Even before leaving for Guinea this summer to fight Ebola with Doctors Without Borders, the 33-year-old had amassed an ordinary man's lifetime worth of world travel, much of which was in the service of the poor.

In the past three years alone, Spencer, an attending physician at New York-Presbyterian Hospital/Columbia University Medical Center, had been to Rwanda to work on an emergency care teaching curriculum, volunteered at a health clinic in Burundi, helped investigate an infectious parasitic disease in the Democratic Republic of Congo and traveled to 32 villages in Indonesia to do a public health survey.

"He was never afraid of getting his hands dirty or his feet dirty," said Dr. Deogratias Niyizonkiza, founder of Village Health Works, the aid group that brought him to Burundi for four months in 2012.

"He went into this environment, a country that is truly off the mark, without knowing the language and he would make everyone feel so comfortable. It's really a daunting task and yet he helped the people immensely," Niyizonkiza said. "He talked to everyone, including the people working in the lab ... Their language was just to hug each other and smile."

In between it all, Spencer ran the ING New York City Marathon in 2013, finishing with a respectable amateur time of 3 hours, 43 minutes.

Spencer was hospitalized at New York City's Bellevue Hospital Center on Thursday, six days after returning from Guinea.

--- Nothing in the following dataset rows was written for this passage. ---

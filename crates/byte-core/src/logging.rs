//! Tracing bootstrap.
//!
//! `RUST_LOG` wins over the configured level. With `logging.file = true`
//! events go to a daily rolling file under `$BYTE_HOME/logs`, otherwise to
//! stderr. Initialization is idempotent and never panics.

use std::path::Path;
use std::sync::OnceLock;

use anyhow::{Context, Result};
use tracing_appender::non_blocking::WorkerGuard;
use tracing_subscriber::EnvFilter;

use crate::config::{LoggingConfig, paths};

const LOG_FILE_PREFIX: &str = "byte.log";

/// Keeps the non-blocking writer flushing for the life of the process.
static FILE_GUARD: OnceLock<WorkerGuard> = OnceLock::new();

/// Installs the global subscriber. A second call is a no-op.
pub fn init(config: &LoggingConfig) -> Result<()> {
    init_in(config, &paths::logs_dir())
}

/// Same as [`init`] with an explicit log directory.
pub fn init_in(config: &LoggingConfig, log_dir: &Path) -> Result<()> {
    let filter = build_filter(&config.level)?;

    let installed = if config.file {
        std::fs::create_dir_all(log_dir)
            .with_context(|| format!("Failed to create log directory {}", log_dir.display()))?;
        let appender = tracing_appender::rolling::daily(log_dir, LOG_FILE_PREFIX);
        let (writer, guard) = tracing_appender::non_blocking(appender);
        let installed = tracing_subscriber::fmt()
            .with_env_filter(filter)
            .with_writer(writer)
            .with_ansi(false)
            .try_init()
            .is_ok();
        if installed {
            let _ = FILE_GUARD.set(guard);
        }
        installed
    } else {
        tracing_subscriber::fmt()
            .with_env_filter(filter)
            .with_writer(std::io::stderr)
            .with_target(false)
            .try_init()
            .is_ok()
    };

    if installed {
        tracing::debug!(level = %config.level, file = config.file, "logging initialized");
    }
    Ok(())
}

fn build_filter(level: &str) -> Result<EnvFilter> {
    if let Ok(filter) = EnvFilter::try_from_default_env() {
        return Ok(filter);
    }
    EnvFilter::try_new(level.trim()).with_context(|| format!("Invalid log level '{level}'"))
}

#[cfg(test)]
mod tests {
    use super::*;

    #[test]
    fn test_invalid_level_is_rejected() {
        if std::env::var_os("RUST_LOG").is_some() {
            return;
        }
        assert!(build_filter("byte_core=verbose").is_err());
    }

    #[test]
    fn test_init_twice_is_ok() {
        let config = LoggingConfig::default();
        let dir = tempfile::tempdir().unwrap();
        init_in(&config, dir.path()).unwrap();
        init_in(&config, dir.path()).unwrap();
    }
}
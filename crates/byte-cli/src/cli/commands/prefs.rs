//! Preference command handlers.

use anyhow::{Context, Result, bail};
use byte_core::config::paths;
use byte_core::prefs::{self, FilePreferences, Preferences};

pub fn path() {
    println!("{}", paths::preferences_path().display());
}

/// Prints the stored value, or the default when unset.
pub fn get(key: &str) -> Result<()> {
    let store = open()?;
    let value = match key {
        prefs::VIEW_MODE_KEY => prefs::view_mode(&store).to_string(),
        prefs::LAST_SECTION_KEY => prefs::last_section(&store).to_string(),
        other => bail!(
            "Unknown preference '{other}' (expected {} or {})",
            prefs::VIEW_MODE_KEY,
            prefs::LAST_SECTION_KEY
        ),
    };
    println!("{value}");
    Ok(())
}

pub fn set(key: &str, value: &str) -> Result<()> {
    let canonical = prefs::normalize(key, value)?;
    let mut store = open()?;
    store.set(key, &canonical)?;
    println!("{key} = {canonical}");
    Ok(())
}

fn open() -> Result<FilePreferences> {
    let path = paths::preferences_path();
    FilePreferences::open(&path).with_context(|| format!("open preferences at {}", path.display()))
}
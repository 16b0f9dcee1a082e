//! Mock backend helpers for integration tests.

#![allow(dead_code)]

use std::time::Duration;

use byte_core::backend::BackendClient;
use byte_core::config::EndpointsConfig;
use serde_json::{Value, json};
use wiremock::matchers::{method, path};
use wiremock::{Mock, MockServer, ResponseTemplate};

pub fn can_bind_localhost() -> bool {
    std::net::TcpListener::bind("127.0.0.1:0").is_ok()
}

pub fn client_for(server: &MockServer) -> BackendClient {
    BackendClient::new(server.uri(), EndpointsConfig::default())
}

/// posts [1, 2]
pub fn posts_body() -> Value {
    json!({
        "updates": [
            {
                "id": 1,
                "title": "Faster kernels",
                "description": "A look at the new scheduler",
                "image_url": "https://img.example/1.png",
                "link": "https://blog.example/1",
                "source": "Kernel Weekly",
                "published": "2025-02-01T09:00:00Z"
            },
            {
                "id": 2,
                "title": "Shipping Rust",
                "description": "Notes from production",
                "link": "https://blog.example/2",
                "published": "2025-02-02T09:00:00Z"
            }
        ]
    })
}

/// events [1, 5]; id 1 collides with a post id on purpose.
pub fn events_body() -> Value {
    json!({
        "events": [
            {
                "id": 1,
                "event_name": "Brown bag: async Rust",
                "presenter": "Ada",
                "event_type": "Talk",
                "date_time": "2025-03-01T12:00:00Z",
                "invite_location": "Room 4",
                "invite_link": "https://meet.example/1",
                "description": "Lunch talk"
            },
            {
                "id": 5,
                "event_name": "Hack day",
                "event_type": "Workshop",
                "date_time": "2025-03-08T09:00:00Z"
            }
        ]
    })
}

/// Two external events, the first without an id.
pub fn external_events_body() -> Value {
    json!({
        "external_events": [
            { "title": "RustConf", "link": "https://rustconf.example", "location": "Online" },
            { "id": 1, "title": "Local meetup", "date": "2025-04-01" }
        ]
    })
}

pub fn json_response(body: &Value) -> ResponseTemplate {
    ResponseTemplate::new(200).set_body_json(body)
}

pub async fn mount_get(server: &MockServer, route: &str, response: ResponseTemplate) {
    Mock::given(method("GET"))
        .and(path(route))
        .respond_with(response)
        .mount(server)
        .await;
}

/// Mounts all three feeds with the given per-feed delays.
pub async fn mount_feeds(server: &MockServer, delays: [Duration; 3]) {
    mount_get(
        server,
        "/rss-updates",
        json_response(&posts_body()).set_delay(delays[0]),
    )
    .await;
    mount_get(
        server,
        "/events",
        json_response(&events_body()).set_delay(delays[1]),
    )
    .await;
    mount_get(
        server,
        "/external-events",
        json_response(&external_events_body()).set_delay(delays[2]),
    )
    .await;
}
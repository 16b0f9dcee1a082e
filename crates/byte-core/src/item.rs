//! Item model shared by all three buckets.

use std::fmt;
use std::str::FromStr;

use anyhow::{Result, bail};
use enum_map::Enum;
use serde::{Deserialize, Serialize};

/// Identifier of an item, unique only within its bucket.
///
/// Upstream endpoints send either numbers or strings. `1` and `"1"` are
/// different ids.
#[derive(Debug, Clone, PartialEq, Eq, Hash, Serialize, Deserialize)]
#[serde(untagged)]
pub enum ItemId {
    Number(i64),
    Text(String),
}

impl fmt::Display for ItemId {
    fn fmt(&self, f: &mut fmt::Formatter<'_>) -> fmt::Result {
        match self {
            ItemId::Number(n) => write!(f, "{n}"),
            ItemId::Text(s) => f.write_str(s),
        }
    }
}

impl From<i64> for ItemId {
    fn from(value: i64) -> Self {
        ItemId::Number(value)
    }
}

impl From<&str> for ItemId {
    fn from(value: &str) -> Self {
        ItemId::Text(value.to_string())
    }
}

impl From<String> for ItemId {
    fn from(value: String) -> Self {
        ItemId::Text(value)
    }
}

impl FromStr for ItemId {
    type Err = std::convert::Infallible;

    /// Integers parse as numeric ids, anything else as text.
    fn from_str(s: &str) -> Result<Self, Self::Err> {
        let trimmed = s.trim();
        Ok(trimmed
            .parse::<i64>()
            .map_or_else(|_| ItemId::Text(trimmed.to_string()), ItemId::Number))
    }
}

/// One of the three independently fetched collections.
///
/// Declaration order is the fixed aggregation order.
#[derive(Debug, Clone, Copy, PartialEq, Eq, Hash, Enum, Serialize, Deserialize)]
#[serde(rename_all = "snake_case")]
pub enum BucketKind {
    Posts,
    Events,
    ExternalEvents,
}

impl BucketKind {
    pub const ALL: [BucketKind; 3] = [
        BucketKind::Posts,
        BucketKind::Events,
        BucketKind::ExternalEvents,
    ];

    /// Wire key, as used in the digest payload.
    pub fn key(self) -> &'static str {
        match self {
            BucketKind::Posts => "posts",
            BucketKind::Events => "events",
            BucketKind::ExternalEvents => "external_events",
        }
    }

    /// Human-readable label for messages.
    pub fn label(self) -> &'static str {
        match self {
            BucketKind::Posts => "posts",
            BucketKind::Events => "events",
            BucketKind::ExternalEvents => "external events",
        }
    }
}

impl fmt::Display for BucketKind {
    fn fmt(&self, f: &mut fmt::Formatter<'_>) -> fmt::Result {
        f.write_str(self.key())
    }
}

impl FromStr for BucketKind {
    type Err = anyhow::Error;

    fn from_str(s: &str) -> Result<Self> {
        match s.trim().to_ascii_lowercase().as_str() {
            "posts" | "post" => Ok(BucketKind::Posts),
            "events" | "event" => Ok(BucketKind::Events),
            "external_events" | "external-events" | "external" => Ok(BucketKind::ExternalEvents),
            other => bail!("Unknown bucket '{other}' (expected posts, events or external-events)"),
        }
    }
}

/// Normalized item as held by a bucket.
#[derive(Debug, Clone, PartialEq, Eq)]
pub struct Item {
    pub id: ItemId,
    /// Display name (post title, event name).
    pub title: String,
    pub description: String,
    /// Media URLs, primary image first.
    pub media: Vec<String>,
    /// Source or type label.
    pub source: String,
    /// Timestamp as received from upstream.
    pub timestamp: Option<String>,
    pub detail: ItemDetail,
}

/// Fields only one bucket type carries.
#[derive(Debug, Clone, PartialEq, Eq)]
pub enum ItemDetail {
    Post {
        link: Option<String>,
    },
    Event {
        presenter: Option<String>,
        presenter_image: Option<String>,
        location: Option<String>,
        invite_link: Option<String>,
    },
    ExternalEvent {
        link: Option<String>,
        location: Option<String>,
    },
}

impl Item {
    /// Primary image, if any.
    pub fn image(&self) -> Option<&str> {
        self.media.first().map(String::as_str)
    }

    /// Description cut to `max_words` words, with an ellipsis when truncated.
    pub fn summary(&self, max_words: usize) -> String {
        let words: Vec<&str> = self.description.split_whitespace().collect();
        if words.len() <= max_words {
            return words.join(" ");
        }
        format!("{}...", words[..max_words].join(" "))
    }
}

#[cfg(test)]
mod tests {
    use super::*;

    fn post(description: &str) -> Item {
        Item {
            id: ItemId::Number(1),
            title: "t".to_string(),
            description: description.to_string(),
            media: Vec::new(),
            source: "s".to_string(),
            timestamp: None,
            detail: ItemDetail::Post { link: None },
        }
    }

    #[test]
    fn test_item_id_parses_numbers_and_text() {
        assert_eq!("42".parse::<ItemId>().unwrap(), ItemId::Number(42));
        assert_eq!(
            "ext-1-0".parse::<ItemId>().unwrap(),
            ItemId::Text("ext-1-0".to_string())
        );
    }

    #[test]
    fn test_item_id_numeric_and_text_differ() {
        assert_ne!(ItemId::Number(1), ItemId::Text("1".to_string()));
    }

    #[test]
    fn test_item_id_deserializes_untagged() {
        let ids: Vec<ItemId> = serde_json::from_str(r#"[7, "abc"]"#).unwrap();
        assert_eq!(ids, vec![ItemId::Number(7), ItemId::from("abc")]);
    }

    #[test]
    fn test_bucket_kind_parse_accepts_aliases() {
        assert_eq!(
            "external-events".parse::<BucketKind>().unwrap(),
            BucketKind::ExternalEvents
        );
        assert_eq!("Posts".parse::<BucketKind>().unwrap(), BucketKind::Posts);
        assert!("users".parse::<BucketKind>().is_err());
    }

    #[test]
    fn test_summary_truncates_to_word_limit() {
        let item = post("one two three four");
        assert_eq!(item.summary(2), "one two...");
        assert_eq!(item.summary(4), "one two three four");
    }
}
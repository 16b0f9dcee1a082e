//! Core Weekly Byte library (fetching, selection, digest dispatch, config).

pub mod backend;
pub mod config;
pub mod dashboard;
pub mod dispatch;
pub mod fetch;
pub mod item;
pub mod logging;
pub mod notify;
pub mod prefs;
pub mod selection;
pub mod store;
pub mod wire;
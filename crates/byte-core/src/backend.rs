//! HTTP client for the feed backend.

use anyhow::{Context, Result, bail};
use bytes::Bytes;
use reqwest::StatusCode;
use serde::Serialize;

use crate::config::{Config, EndpointsConfig};
use crate::item::BucketKind;

#[derive(Debug, Clone)]
pub struct BackendClient {
    http: reqwest::Client,
    base_url: String,
    endpoints: EndpointsConfig,
}

impl BackendClient {
    pub fn new(base_url: impl Into<String>, endpoints: EndpointsConfig) -> Self {
        Self {
            http: reqwest::Client::new(),
            base_url: base_url.into(),
            endpoints,
        }
    }

    pub fn from_config(config: &Config) -> Result<Self> {
        let base_url = config.effective_base_url();
        if base_url.is_empty() {
            bail!("base_url or BYTE_BASE_URL is required");
        }
        Ok(Self::new(base_url, config.endpoints.clone()))
    }

    pub fn base_url(&self) -> &str {
        &self.base_url
    }

    pub fn endpoints(&self) -> &EndpointsConfig {
        &self.endpoints
    }

    fn url(&self, path: &str) -> String {
        format!(
            "{}/{}",
            self.base_url.trim_end_matches('/'),
            path.trim_start_matches('/')
        )
    }

    /// Fetches the raw body of a bucket's read endpoint.
    ///
    /// Non-2xx statuses are errors.
    pub async fn fetch_bucket(&self, kind: BucketKind) -> Result<Bytes> {
        let url = self.url(self.endpoints.for_bucket(kind));
        let response = self
            .http
            .get(&url)
            .send()
            .await
            .with_context(|| format!("Failed to fetch {}", kind.label()))?;

        let status = response.status();
        if !status.is_success() {
            bail!(
                "{} request failed with status {}: {}",
                kind.label(),
                status.as_u16(),
                status.canonical_reason().unwrap_or("Unknown")
            );
        }

        response
            .bytes()
            .await
            .with_context(|| format!("Failed to read {} response body", kind.label()))
    }

    /// Posts the digest payload and returns the response status.
    ///
    /// Only transport errors are `Err`; status interpretation is the caller's.
    pub async fn send_digest<B: Serialize + ?Sized>(
        &self,
        body: &B,
    ) -> Result<StatusCode, reqwest::Error> {
        let url = self.url(&self.endpoints.digest);
        let response = self.http.post(url).json(body).send().await?;
        Ok(response.status())
    }
}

Health officials said he began feeling tired on Tuesday, spent a day out in the city on Wednesday, and then alerted authorities when he developed a fever Thursday morning.

Experts have repeatedly assured the public that there is little chance that Spencer spread the virus prior to developing symptoms.

The first person to fall under the order was a health care worker returning Friday from treating Ebola patients in West Africa. By Friday evening, she had developed a fever but tested negative for Ebola in a preliminary evaluation, New Jersey officials said.

New York Gov. Andrew Cuomo criticized Spencer, saying he should have stayed home until any danger period for the disease had passed. The virus can hide in the body for up to 21 days before a person develops symptoms.

"Dr. Spencer is a valued fellow and was a volunteer and did great work, but that was a voluntary quarantine situation for 21 days. He's a doctor and even he didn't follow the voluntary quarantine, let's be honest," Cuomo said.

Neither the U.S. Centers for Disease Control nor Doctors without Borders ask health care workers returning from the Ebola hot zone to quarantine themselves, but they do recommend that they monitor their temperature at least twice a day. Spencer was complying with that guidance, officials have said.

Friends of the stricken doctor described him Friday as fun-loving but driven to stay involved in the global health fight.

"Everything else in his life was two, three and four on the priority list," said Dr. Liz Edelstein, a San Diego emergency medicine physician who met Spencer while teaching a course on wilderness medicine.

Doctors at Bellevue and city officials haven't released much information about his condition, but said he was well enough on midday Friday that he was speaking to people by cellphone.

Spencer's fiancee has also been quarantined at the hospital, though she had not developed any sign of the illness.

In an article that appeared in the journal of Emergency Physicians International last May, Spencer talked about some of the tough conditions he witnessed while working in Burundi. Those included a lack of basics as simple as aspirin, and having to ration a limited supply of oxygen for the gravely ill.

"In one case we gave oxygen to a child with pneumonia over a woman who was very anemic from malaria," he said. "The physicians in Burundi are some of the best I've ever come across ... I don't think I would have had the same success in deciding who needed oxygen to survive and who didn't. But they had experience. They'd seen it before."

Columbia University Mailman School of Public Health epidemiologist Leslie Roberts, who worked with Spencer on field research in Burundi, said in an email that he is "one of the most brilliant and delightful people" he'd ever worked with.